Unfortunately, our human condition brings with it a fallen nature and a battle against darkness.  Again, God gives us the path to follow; do not lie, treat your neighbor as yourself, a life well-lived is one that is sacrificed for others, do not kill, keep holy the Sabbath, do not commit adultery, etc. etc.  As we are all weak, we live up to these ideals much better on some days than others; however, we can always go back to God for forgiveness and begin again. 

So, what if God is not your thing.  How do individuals create for themselves an internal set of morals or beliefs that will serve them well throughout their lives, regardless what the world around them is saying or doing?  You certainly can use the ten commandments as your starting point, because in spite of the arrogance of the current generation, human nature has not changed one bit over the past 4000+ years.  Begin by asking questions.  Is truthfulness important to me, and do I expect truthfulness from those around me?  If so, then work hard to be truthful in all your dealings, whether public or private.  Beyond that, do your homework.  Research the important topics of our day and find the Truth.  Do you believe that human life begins at conception, when the baby is born, or at some point in between? Do you believe that humans are primarily good or primarily evil?  Do you believe that your purpose on earth is for pleasure and gain, or to care for and support others?  Is your belief based on facts / wisdom, or convenience? 
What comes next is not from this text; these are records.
//! Chunked aggregator
//!
//! Full O(n) pass over the raw events of a period, processed in fixed-size
//! slices with one suspension point before each slice. Each pass carries a
//! [`PassTicket`]; a pass that finds a newer ticket issued aborts without
//! publishing.
//!
//! # Per-event rules
//!
//! 1. Skip events failing the status/origin filters.
//! 2. Skip events with a malformed date or a day outside the period.
//! 3. Resolve the owner (memoized per raw identifier for this pass).
//! 4. Count a resolved roster seller on its row and the day total; count
//!    anything else on the day total only (anonymous bucket).

use crate::calendar::{CalendarBuilder, CalendarComputed};
use crate::schedule::AggregationTuning;
use crate::snapshot::{PassTicket, SnapshotHolder};
use leadcal_identity::{SellerIndex, SellerResolver};
use leadcal_model::{ContactEvent, ContactFilters, FilterMatcher, Period};
use std::sync::Arc;
use std::time::Instant;

/// Inputs of one full pass
#[derive(Debug, Clone)]
pub struct AggregationInput {
    pub period: Period,
    pub filters: ContactFilters,
    /// Raw events for the period
    pub events: Arc<[ContactEvent]>,
    /// Resolution index of the active roster; rows follow its order
    pub index: Arc<SellerIndex>,
}

/// Counters for one pass
#[derive(Debug, Clone, Copy, Default, PartialEq, Eq)]
pub struct PassStats {
    /// Events looked at
    pub scanned: u64,
    /// Rejected by the status/origin filters
    pub filtered_out: u64,
    /// Malformed date, other month, or day out of range
    pub out_of_period: u64,
    /// Counted on a seller row
    pub attributed: u64,
    /// Counted on the day total only
    pub anonymous: u64,
    /// Slices processed
    pub slices: usize,
    /// Resolutions answered by the per-pass memo
    pub memo_hits: u64,
}

/// Result of [`ChunkedAggregator::run`]
#[derive(Debug, Clone)]
pub enum PassOutcome {
    /// The pass finished and its snapshot is now current
    Published {
        snapshot: Arc<CalendarComputed>,
        stats: PassStats,
    },
    /// A newer pass started; nothing was published
    Superseded { generation: u64, slices_done: usize },
}

impl PassOutcome {
    /// Published snapshot, if any
    #[inline]
    #[must_use]
    pub fn snapshot(&self) -> Option<&Arc<CalendarComputed>> {
        match self {
            Self::Published { snapshot, .. } => Some(snapshot),
            Self::Superseded { .. } => None,
        }
    }

    #[inline]
    #[must_use]
    pub fn is_superseded(&self) -> bool {
        matches!(self, Self::Superseded { .. })
    }
}

/// Full-scan aggregator publishing into a [`SnapshotHolder`]
#[derive(Debug, Clone)]
pub struct ChunkedAggregator {
    tuning: AggregationTuning,
    holder: Arc<SnapshotHolder>,
}

impl ChunkedAggregator {
    #[inline]
    #[must_use]
    pub fn new(tuning: AggregationTuning, holder: Arc<SnapshotHolder>) -> Self {
        Self { tuning, holder }
    }

    #[inline]
    #[must_use]
    pub fn tuning(&self) -> &AggregationTuning {
        &self.tuning
    }

    #[inline]
    #[must_use]
    pub fn holder(&self) -> &Arc<SnapshotHolder> {
        &self.holder
    }

    /// Start a new pass, superseding any pass in flight
    #[inline]
    pub fn begin(&self) -> PassTicket {
        self.holder.begin_pass()
    }

    /// Run a full pass for `ticket`
    ///
    /// Yields to the runtime before every slice and checks `ticket` after
    /// each yield and again at publish time.
    pub async fn run(&self, input: AggregationInput, ticket: PassTicket) -> PassOutcome {
        let started = Instant::now();
        let generation = ticket.generation();
        tracing::info!(
            generation,
            period = %input.period,
            events = input.events.len(),
            sellers = input.index.len(),
            "aggregation pass started"
        );
        metrics::counter!("leadcal_passes_started_total").increment(1);

        let mut builder = CalendarBuilder::new(input.period, input.index.names());
        let mut resolver = SellerResolver::new(Arc::clone(&input.index));
        let matcher = input.filters.matcher();
        let mut stats = PassStats::default();

        for slice in input.events.chunks(self.tuning.effective_slice_size()) {
            self.tuning.yield_strategy.yield_turn().await;
            if !self.holder.is_current(&ticket) {
                return self.superseded(generation, stats.slices);
            }
            for event in slice {
                tally(&mut builder, &mut resolver, &matcher, input.period, event, &mut stats);
            }
            stats.slices += 1;
        }
        stats.memo_hits = resolver.stats().memo_hits;

        let Some(snapshot) = self.holder.publish(&ticket, builder.finish()) else {
            return self.superseded(generation, stats.slices);
        };

        metrics::counter!("leadcal_passes_published_total").increment(1);
        metrics::counter!("leadcal_events_scanned_total").increment(stats.scanned);
        metrics::counter!("leadcal_events_anonymous_total").increment(stats.anonymous);
        tracing::info!(
            generation,
            grand_total = snapshot.grand_total(),
            elapsed_ms = u64::try_from(started.elapsed().as_millis()).unwrap_or(u64::MAX),
            "aggregation pass published"
        );
        tracing::debug!(generation, ?stats, "aggregation pass stats");

        PassOutcome::Published { snapshot, stats }
    }

    fn superseded(&self, generation: u64, slices_done: usize) -> PassOutcome {
        tracing::debug!(
            generation,
            newest = self.holder.current_generation(),
            slices_done,
            "aggregation pass superseded"
        );
        metrics::counter!("leadcal_passes_superseded_total").increment(1);
        PassOutcome::Superseded {
            generation,
            slices_done,
        }
    }
}

fn tally(
    builder: &mut CalendarBuilder,
    resolver: &mut SellerResolver,
    matcher: &FilterMatcher,
    period: Period,
    event: &ContactEvent,
    stats: &mut PassStats,
) {
    stats.scanned += 1;
    if !matcher.matches(event) {
        stats.filtered_out += 1;
        return;
    }
    let Some(day) = period.day_index(event) else {
        stats.out_of_period += 1;
        return;
    };
    let row = resolver
        .resolve(event)
        .and_then(|name| resolver.index().row_of(&name));
    if row.is_some() {
        stats.attributed += 1;
    } else {
        stats.anonymous += 1;
    }
    builder.record(day, row, event.kind());
}
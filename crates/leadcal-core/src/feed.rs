//! Live feed bookkeeping
//!
//! Tracks connection state and the last accepted update, and turns raw
//! transport frames into [`LiveUpdate`]s.

use crate::error::EngineResult;
use chrono::{DateTime, Utc};
use futures::channel::mpsc;
use leadcal_model::LiveUpdate;
use parking_lot::Mutex;
use std::sync::atomic::{AtomicBool, Ordering};
use std::time::Duration;

/// Snapshot of the live feed state
#[derive(Debug, Clone, Copy, Default, PartialEq, Eq)]
pub struct FeedStatus {
    /// A feed is currently being consumed
    pub connected: bool,
    /// Last update id fed into the signature, 0 when none
    pub last_update_id: u64,
    pub last_update_at: Option<DateTime<Utc>>,
    /// An update arrived within the configured window
    pub has_recent_updates: bool,
}

/// Counters for one [`run_live_feed`](crate::engine::CalendarEngine::run_live_feed) call
#[derive(Debug, Clone, Copy, Default, PartialEq, Eq)]
pub struct FeedSummary {
    pub frames: u64,
    /// Frames that failed to decode
    pub rejected: u64,
    pub patched: u64,
    pub resyncs: u64,
}

#[derive(Debug, Default)]
pub(crate) struct FeedTracker {
    connected: AtomicBool,
    last: Mutex<Option<(u64, DateTime<Utc>)>>,
}

impl FeedTracker {
    pub(crate) fn set_connected(&self, connected: bool) {
        self.connected.store(connected, Ordering::Release);
    }

    /// Record an accepted update and return the id used for the signature
    ///
    /// Ids never go backwards: a missing or repeated id is replaced by the
    /// next one after the last recorded.
    pub(crate) fn record(&self, update_id: u64, at: DateTime<Utc>) -> u64 {
        let mut last = self.last.lock();
        let previous = last.map_or(0, |(id, _)| id);
        let id = if update_id > previous {
            update_id
        } else {
            previous + 1
        };
        *last = Some((id, at));
        id
    }

    pub(crate) fn last_update_id(&self) -> u64 {
        self.last.lock().map_or(0, |(id, _)| id)
    }

    pub(crate) fn status(&self, now: DateTime<Utc>, window: Duration) -> FeedStatus {
        let last = *self.last.lock();
        let recent = last.is_some_and(|(_, at)| {
            now.signed_duration_since(at)
                .to_std()
                .map_or(true, |age| age <= window)
        });
        FeedStatus {
            connected: self.connected.load(Ordering::Acquire),
            last_update_id: last.map_or(0, |(id, _)| id),
            last_update_at: last.map(|(_, at)| at),
            has_recent_updates: recent,
        }
    }
}

/// Decode one transport frame
///
/// # Errors
/// Returns [`EngineError::Frame`](crate::error::EngineError::Frame) when the
/// frame is not a valid live message
pub fn decode_frame(frame: &str) -> EngineResult<LiveUpdate> {
    Ok(LiveUpdate::from_json(frame)?)
}

/// Bounded frame channel between a transport task and the engine
#[must_use]
pub fn frame_channel(capacity: usize) -> (mpsc::Sender<String>, mpsc::Receiver<String>) {
    mpsc::channel(capacity.max(1))
}
//! Runs the `leadcal` binary end to end

use pretty_assertions::assert_eq;
use std::process::{Command, Output};

fn leadcal(args: &[&str]) -> Output {
    Command::new(env!("CARGO_BIN_EXE_leadcal"))
        .args(args)
        .env("RUST_LOG", "warn")
        .output()
        .expect("failed to run leadcal")
}

#[test]
fn simulate_reconciles_ten_thousand_contacts() {
    let out = leadcal(&[
        "simulate", "--events", "10000", "--sellers", "5", "--seed", "7", "--year", "2026",
        "--month", "10",
    ]);
    let stdout = String::from_utf8_lossy(&out.stdout);
    assert!(out.status.success(), "stderr: {}", String::from_utf8_lossy(&out.stderr));
    assert!(stdout.contains("Simulating 10000 contacts over 5 sellers for 2026-10"));
    assert!(stdout.contains("invariants: OK"));
}

#[test]
fn simulate_prints_grid_on_request() {
    let out = leadcal(&[
        "simulate", "--events", "300", "--sellers", "3", "--year", "2024", "--month", "2",
        "--grid",
    ]);
    let stdout = String::from_utf8_lossy(&out.stdout);
    assert!(out.status.success());
    let header = stdout.lines().find(|l| l.starts_with("2024-02")).unwrap();
    // Leap year: 29 day columns plus the total column.
    assert_eq!(header.split_whitespace().count(), 1 + 29 + 1);
}

#[test]
fn render_reads_json_files_and_applies_filters() {
    let dir = tempfile::tempdir().unwrap();
    let roster = dir.path().join("roster.json");
    let events = dir.path().join("contatos.json");
    std::fs::write(
        &roster,
        serde_json::json!([
            {"nomecompleto": "Maria Dos Santos", "email": "maria.santos@x.com", "filial": "Centro"},
            {"nomecompleto": "Carlos Souza", "filial": "Norte"}
        ])
        .to_string(),
    )
    .unwrap();
    std::fs::write(
        &events,
        serde_json::json!([
            {"id": 1, "data_dia": "2026-10-01", "usuario": "maria.santos", "tipo_contato": "Ativo"},
            {"id": 2, "data_hora": "2026-10-02T10:00:00", "vendedor": "carlos souza", "tipo_contato": "Ativo"},
            {"id": 3, "data_dia": "2026-10-02", "usuario": "robo", "tipo_contato": "Receptivo"},
            {"id": 4, "data_dia": "02/10/2026", "usuario": "maria.santos", "tipo_contato": "Ativo"}
        ])
        .to_string(),
    )
    .unwrap();

    let roster = roster.to_str().unwrap();
    let events = events.to_str().unwrap();
    let base = ["render", "--roster", roster, "--events", events, "--year", "2026", "--month", "10"];

    let out = leadcal(&base);
    let stdout = String::from_utf8_lossy(&out.stdout);
    assert!(out.status.success(), "stderr: {}", String::from_utf8_lossy(&out.stderr));
    assert!(stdout.contains("3 leads (2 attributed, 1 unattributed)"));
    assert!(stdout.contains("Ativos: 2  Receptivos: 1  Total: 3"));

    let mut filtered = base.to_vec();
    filtered.extend(["--status", "ativo", "--branch", "Centro"]);
    let out = leadcal(&filtered);
    let stdout = String::from_utf8_lossy(&out.stdout);
    assert!(out.status.success());
    assert!(stdout.contains("1 sellers, 2 leads (1 attributed, 1 unattributed)"));
}

#[test]
fn render_reports_missing_files() {
    let out = leadcal(&[
        "render", "--roster", "/nonexistent/roster.json", "--events", "/nonexistent/c.json",
    ]);
    assert!(!out.status.success());
    assert!(String::from_utf8_lossy(&out.stderr).contains("cannot read"));
}

#[test]
fn non_finite_ratio_is_rejected() {
    for bad in ["NaN", "inf", "1.5"] {
        let out = leadcal(&["simulate", "--events", "10", "--malformed", bad]);
        assert!(!out.status.success(), "accepted --malformed {bad}");
        assert!(String::from_utf8_lossy(&out.stderr).contains("--malformed"));
    }
}

#[test]
fn invalid_month_is_rejected() {
    let out = leadcal(&["simulate", "--events", "10", "--year", "2026", "--month", "13"]);
    assert!(!out.status.success());
}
What we don’t do is look to wealthy corporations, or the government, or to social media influencers to define our moral compass.  The moral compass they provide spins in circles and stops only occasionally to point them to more money and more power.  A handful of years ago, social influencers told us that we couldn’t pray in public – now they are telling us that we must pray for an injured athlete.  Two years ago, the NFL made a marketing decision that the United States and its military were irreconcilably broken – today the NFL has kicked off a new marketing strategy celebrating the United States and the military. 

You and your children can be people of integrity with a strong moral compass.  Talk with mentors you know who seem to be whole and at peace and get their opinion.  Use the internet to sort through all the powerful voices and listen for the quiet Truth.  Pray if you are so inclined.  When you make that thought-filled determination on a particular issue or virtue, leaving aside your personal bias, then you are obligated to be true to that Truth – every day.
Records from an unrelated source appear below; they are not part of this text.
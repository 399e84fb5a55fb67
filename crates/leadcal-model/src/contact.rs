//! Contact events and roster records
//!
//! Both types are supplied by an external data source and never mutated by
//! the engine. Field names on the wire follow the upstream API.

use crate::period::DayKey;
use serde::{Deserialize, Serialize};
use smallvec::SmallVec;
use std::fmt::{self, Display, Formatter};

/// Owner-identifier candidates of one event, in resolution order
pub type OwnerCandidates<'a> = SmallVec<[&'a str; 2]>;

/// Upstream contact identifier (numeric or textual)
#[derive(Debug, Clone, PartialEq, Eq, Hash, Serialize, Deserialize)]
#[serde(untagged)]
pub enum ContactId {
    /// Numeric database key
    Numeric(i64),
    /// Opaque textual key
    Text(String),
}

impl Display for ContactId {
    fn fmt(&self, f: &mut Formatter<'_>) -> fmt::Result {
        match self {
            Self::Numeric(n) => write!(f, "{n}"),
            Self::Text(s) => f.write_str(s),
        }
    }
}

impl From<i64> for ContactId {
    fn from(value: i64) -> Self {
        Self::Numeric(value)
    }
}

/// Contact-type classification used for the per-type statistics
#[derive(Debug, Clone, Copy, PartialEq, Eq, Hash)]
pub enum ContactKind {
    /// Outbound contact ("Ativo")
    Active,
    /// Inbound contact ("Receptivo")
    Receptive,
    /// Missing or any other tag
    Other,
}

/// One raw lead/contact record
#[derive(Debug, Clone, Default, PartialEq, Eq, Serialize, Deserialize)]
pub struct ContactEvent {
    /// Upstream identifier
    #[serde(default, skip_serializing_if = "Option::is_none")]
    pub id: Option<ContactId>,

    /// Day-level date, first 10 characters significant
    #[serde(rename = "data_dia", default, skip_serializing_if = "Option::is_none")]
    pub day: Option<String>,

    /// Full timestamp, used when `day` is absent
    #[serde(rename = "data_hora", default, skip_serializing_if = "Option::is_none")]
    pub timestamp: Option<String>,

    /// Primary owner identifier (login, e-mail or display name)
    #[serde(rename = "usuario", default, skip_serializing_if = "Option::is_none")]
    pub user: Option<String>,

    /// Fallback owner identifier
    #[serde(rename = "vendedor", default, skip_serializing_if = "Option::is_none")]
    pub seller: Option<String>,

    /// Contact-type tag ("Ativo", "Receptivo", ...)
    #[serde(rename = "tipo_contato", default, skip_serializing_if = "Option::is_none")]
    pub contact_type: Option<String>,

    /// Origin/channel tag
    #[serde(rename = "origem", default, skip_serializing_if = "Option::is_none")]
    pub origin: Option<String>,
}

impl ContactEvent {
    /// Create event dated `day`
    #[inline]
    #[must_use]
    pub fn new(day: impl Into<String>) -> Self {
        Self {
            day: Some(day.into()),
            ..Self::default()
        }
    }

    /// With upstream id
    #[inline]
    #[must_use]
    pub fn with_id(mut self, id: impl Into<ContactId>) -> Self {
        self.id = Some(id.into());
        self
    }

    /// With timestamp field
    #[inline]
    #[must_use]
    pub fn with_timestamp(mut self, timestamp: impl Into<String>) -> Self {
        self.timestamp = Some(timestamp.into());
        self
    }

    /// With primary owner identifier
    #[inline]
    #[must_use]
    pub fn with_user(mut self, user: impl Into<String>) -> Self {
        self.user = Some(user.into());
        self
    }

    /// With fallback owner identifier
    #[inline]
    #[must_use]
    pub fn with_seller(mut self, seller: impl Into<String>) -> Self {
        self.seller = Some(seller.into());
        self
    }

    /// With contact-type tag
    #[inline]
    #[must_use]
    pub fn with_contact_type(mut self, contact_type: impl Into<String>) -> Self {
        self.contact_type = Some(contact_type.into());
        self
    }

    /// With origin tag
    #[inline]
    #[must_use]
    pub fn with_origin(mut self, origin: impl Into<String>) -> Self {
        self.origin = Some(origin.into());
        self
    }

    /// Raw date text: the day field when non-empty, otherwise the timestamp
    #[inline]
    #[must_use]
    pub fn raw_date(&self) -> Option<&str> {
        non_empty(self.day.as_deref()).or_else(|| non_empty(self.timestamp.as_deref()))
    }

    /// Parsed day key, `None` when the date is missing or malformed
    #[inline]
    #[must_use]
    pub fn day_key(&self) -> Option<DayKey> {
        self.raw_date().and_then(DayKey::parse)
    }

    /// Contact type, matched case-insensitively
    #[must_use]
    pub fn kind(&self) -> ContactKind {
        match self.contact_type.as_deref().map(str::trim) {
            Some(t) if t.eq_ignore_ascii_case("ativo") => ContactKind::Active,
            Some(t) if t.eq_ignore_ascii_case("receptivo") => ContactKind::Receptive,
            _ => ContactKind::Other,
        }
    }

    /// Owner identifiers to try, primary field first
    #[must_use]
    pub fn owner_candidates(&self) -> OwnerCandidates<'_> {
        let mut out = OwnerCandidates::new();
        out.extend(non_empty(self.user.as_deref()));
        out.extend(non_empty(self.seller.as_deref()));
        out
    }

    /// Raw string used to memoize resolution within one pass
    #[inline]
    #[must_use]
    pub fn owner_key(&self) -> Option<&str> {
        non_empty(self.user.as_deref()).or_else(|| non_empty(self.seller.as_deref()))
    }
}

/// One entry of the active seller roster
#[derive(Debug, Clone, PartialEq, Eq, Hash, Serialize, Deserialize)]
pub struct SellerRecord {
    /// Canonical full name, also the row identity
    #[serde(rename = "nomecompleto")]
    pub name: String,

    /// Optional e-mail, registered as an extra resolution key
    #[serde(default, skip_serializing_if = "Option::is_none")]
    pub email: Option<String>,

    /// Branch the seller belongs to
    #[serde(rename = "filial", default, skip_serializing_if = "Option::is_none")]
    pub branch: Option<String>,

    /// State the seller operates in
    #[serde(rename = "estado", default, skip_serializing_if = "Option::is_none")]
    pub state: Option<String>,
}

impl SellerRecord {
    /// Create roster entry with canonical name
    #[inline]
    #[must_use]
    pub fn new(name: impl Into<String>) -> Self {
        Self {
            name: name.into(),
            email: None,
            branch: None,
            state: None,
        }
    }

    /// With e-mail
    #[inline]
    #[must_use]
    pub fn with_email(mut self, email: impl Into<String>) -> Self {
        self.email = Some(email.into());
        self
    }

    /// With branch
    #[inline]
    #[must_use]
    pub fn with_branch(mut self, branch: impl Into<String>) -> Self {
        self.branch = Some(branch.into());
        self
    }

    /// With state
    #[inline]
    #[must_use]
    pub fn with_state(mut self, state: impl Into<String>) -> Self {
        self.state = Some(state.into());
        self
    }
}

fn non_empty(value: Option<&str>) -> Option<&str> {
    value.filter(|s| !s.is_empty())
}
One additional note.  Some will say that all that is needed is for people to be to be kind and support others in whatever makes them happy.  Although it sounds nice, this concept is lazy and dangerous.  If your daughter was upset that one of her feet was bigger than the other and asked if she could have her left foot removed to make her happy, you certainly would not oblige.  Some choices are good and some are not, and the vast majority of right and wrong is based on Truth, not personal opinion. 

Mike and a couple of the boys have been watching the Hobbit / Lord of the Rings movies recently, and he shared with me a quote that speaks to integrity.  In the movie, The Hobbit, An Unexpected Journey, Gandalf the Wizard is asked by the Elf Princess why he brought Bilbo Baggins (small, defenseless, but steadfast and determined) along with him on his dangerous journey.  Gandalf replies, “Saruman believes it is only great power that can hold evil in check, but that is not what I have found.  It is the small everyday deeds of ordinary folk that keep the darkness at bay.  Small acts of kindness and love.  Why Bilbo Baggins?  Perhaps because I am afraid, and he gives me courage.” 

May we and our children all work hard to discover our north star and then be unwavering in our commitment to our consciences, even in the small everyday deeds.  We will then be influencers in our families and communities and provide courage to others in a world that desperately needs clarity and strength.